**Your instructions**.
Once the line containing "while others send." has been copied, stop; copy every line before it exactly, beginning with the first line of the material below.

**Provided material**.
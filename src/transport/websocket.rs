//! WebSocket transport built on `tokio-tungstenite`.

use std::{fmt, time::Duration};

use async_trait::async_trait;
use bytes::Bytes;
use futures::{
    SinkExt,
    StreamExt,
    stream::{SplitSink, SplitStream},
};
use tokio::{
    io::{AsyncRead, AsyncWrite},
    net::TcpStream,
    sync::Mutex,
    time,
};
use tokio_tungstenite::{
    MaybeTlsStream,
    WebSocketStream,
    connect_async,
    tungstenite::{
        self,
        Message as WsMessage,
        protocol::{
            CloseFrame,
            frame::{Utf8Bytes, coding::CloseCode},
        },
    },
};

use super::{Connector, Frame, Transport, TransportError};

/// Connects to `ws://` and `wss://` URLs.
///
/// # Examples
///
/// ```
/// use std::time::Duration;
///
/// use opframe::transport::WebSocketConnector;
///
/// let connector = WebSocketConnector::default().with_timeout(Duration::from_secs(5));
/// let _ = connector;
/// ```
#[derive(Clone, Copy, Debug, Default)]
pub struct WebSocketConnector {
    timeout: Option<Duration>,
}

impl WebSocketConnector {
    /// Abandon a connection attempt that has not completed within `timeout`.
    #[must_use]
    pub fn with_timeout(mut self, timeout: Duration) -> Self {
        self.timeout = Some(timeout);
        self
    }
}

#[async_trait]
impl Connector for WebSocketConnector {
    async fn connect(&self, addr: &str) -> Result<Box<dyn Transport>, TransportError> {
        let handshake = connect_async(addr);
        let result = match self.timeout {
            Some(timeout) => time::timeout(timeout, handshake)
                .await
                .map_err(|_| TransportError::Connect(format!("timed out after {timeout:?}")))?,
            None => handshake.await,
        };
        let (stream, _response) = result.map_err(|e| TransportError::Connect(e.to_string()))?;
        Ok(Box::new(WebSocketTransport::new(stream)))
    }
}

/// A WebSocket connection split into independently locked halves so one task
/// can block in [`Transport::recv`] while others send.
pub struct WebSocketTransport<S = MaybeTlsStream<TcpStream>> {
    sink: Mutex<SplitSink<WebSocketStream<S>, WsMessage>>,
    stream: Mutex<SplitStream<WebSocketStream<S>>>,
}

impl<S> WebSocketTransport<S>
where
    S: AsyncRead + AsyncWrite + Unpin,
{
    /// Wrap an established WebSocket stream.
    #[must_use]
    pub fn new(ws: WebSocketStream<S>) -> Self {
        let (sink, stream) = ws.split();
        Self {
            sink: Mutex::new(sink),
            stream: Mutex::new(stream),
        }
    }
}

impl<S> fmt::Debug for WebSocketTransport<S> {
    fn fmt(&self, f: &mut fmt::Formatter<'_>) -> fmt::Result {
        f.debug_struct("WebSocketTransport").finish_non_exhaustive()
    }
}

#[async_trait]
impl<S> Transport for WebSocketTransport<S>
where
    S: AsyncRead + AsyncWrite + Unpin + Send,
{
    async fn recv(&self) -> Result<Frame, TransportError> {
        let mut stream = self.stream.lock().await;
        loop {
            let Some(message) = stream.next().await else {
                return Err(TransportError::Closed);
            };
            match message.map_err(stream_error)? {
                WsMessage::Binary(data) => return Ok(Frame::Data(data)),
                WsMessage::Text(text) => {
                    return Ok(Frame::Data(Bytes::copy_from_slice(text.as_bytes())));
                }
                WsMessage::Ping(data) => return Ok(Frame::Ping(data)),
                WsMessage::Pong(data) => return Ok(Frame::Pong(data)),
                WsMessage::Close(_) => return Ok(Frame::Close),
                // Raw frames only surface when reading at the frame level.
                WsMessage::Frame(_) => {}
            }
        }
    }

    async fn send(&self, frame: Frame) -> Result<(), TransportError> {
        let message = match frame {
            Frame::Data(data) => WsMessage::Binary(data),
            Frame::Ping(data) => WsMessage::Ping(data),
            Frame::Pong(data) => WsMessage::Pong(data),
            Frame::Close => WsMessage::Close(Some(CloseFrame {
                code: CloseCode::Normal,
                reason: Utf8Bytes::from_static(""),
            })),
        };
        self.sink.lock().await.send(message).await.map_err(stream_error)
    }

    async fn close(&self) -> Result<(), TransportError> {
        match self.sink.lock().await.close().await {
            Ok(()) | Err(tungstenite::Error::ConnectionClosed | tungstenite::Error::AlreadyClosed) => {
                Ok(())
            }
            Err(error) => Err(stream_error(error)),
        }
    }
}

fn stream_error(error: tungstenite::Error) -> TransportError {
    match error {
        tungstenite::Error::ConnectionClosed | tungstenite::Error::AlreadyClosed => {
            TransportError::Closed
        }
        other => TransportError::Stream(other.to_string()),
    }
}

**Exercise output**.
filename src/transport/websocket.rs
//! WebSocket transport built on `tokio-tungstenite`.

use std::{fmt, time::Duration};

use async_trait::async_trait;
use bytes::Bytes;
use futures::{
    SinkExt,
    StreamExt,
    stream::{SplitSink, SplitStream},
};
use tokio::{
    io::{AsyncRead, AsyncWrite},
    net::TcpStream,
    sync::Mutex,
    time,
};
use tokio_tungstenite::{
    MaybeTlsStream,
    WebSocketStream,
    connect_async,
    tungstenite::{
        self,
        Message as WsMessage,
        protocol::{
            CloseFrame,
            frame::{Utf8Bytes, coding::CloseCode},
        },
    },
};

use super::{Connector, Frame, Transport, TransportError};

/// Connects to `ws://` and `wss://` URLs.
///
/// # Examples
///
/// ```
/// use std::time::Duration;
///
/// use opframe::transport::WebSocketConnector;
///
/// let connector = WebSocketConnector::default().with_timeout(Duration::from_secs(5));
/// let _ = connector;
/// ```
#[derive(Clone, Copy, Debug, Default)]
pub struct WebSocketConnector {
    timeout: Option<Duration>,
}

impl WebSocketConnector {
    /// Abandon a connection attempt that has not completed within `timeout`.
    #[must_use]
    pub fn with_timeout(mut self, timeout: Duration) -> Self {
        self.timeout = Some(timeout);
        self
    }
}

#[async_trait]
impl Connector for WebSocketConnector {
    async fn connect(&self, addr: &str) -> Result<Box<dyn Transport>, TransportError> {
        let handshake = connect_async(addr);
        let result = match self.timeout {
            Some(timeout) => time::timeout(timeout, handshake)
                .await
                .map_err(|_| TransportError::Connect(format!("timed out after {timeout:?}")))?,
            None => handshake.await,
        };
        let (stream, _response) = result.map_err(|e| TransportError::Connect(e.to_string()))?;
        Ok(Box::new(WebSocketTransport::new(stream)))
    }
}

/// A WebSocket connection split into independently locked halves so one task
/// can block in [`Transport::recv`] while others send.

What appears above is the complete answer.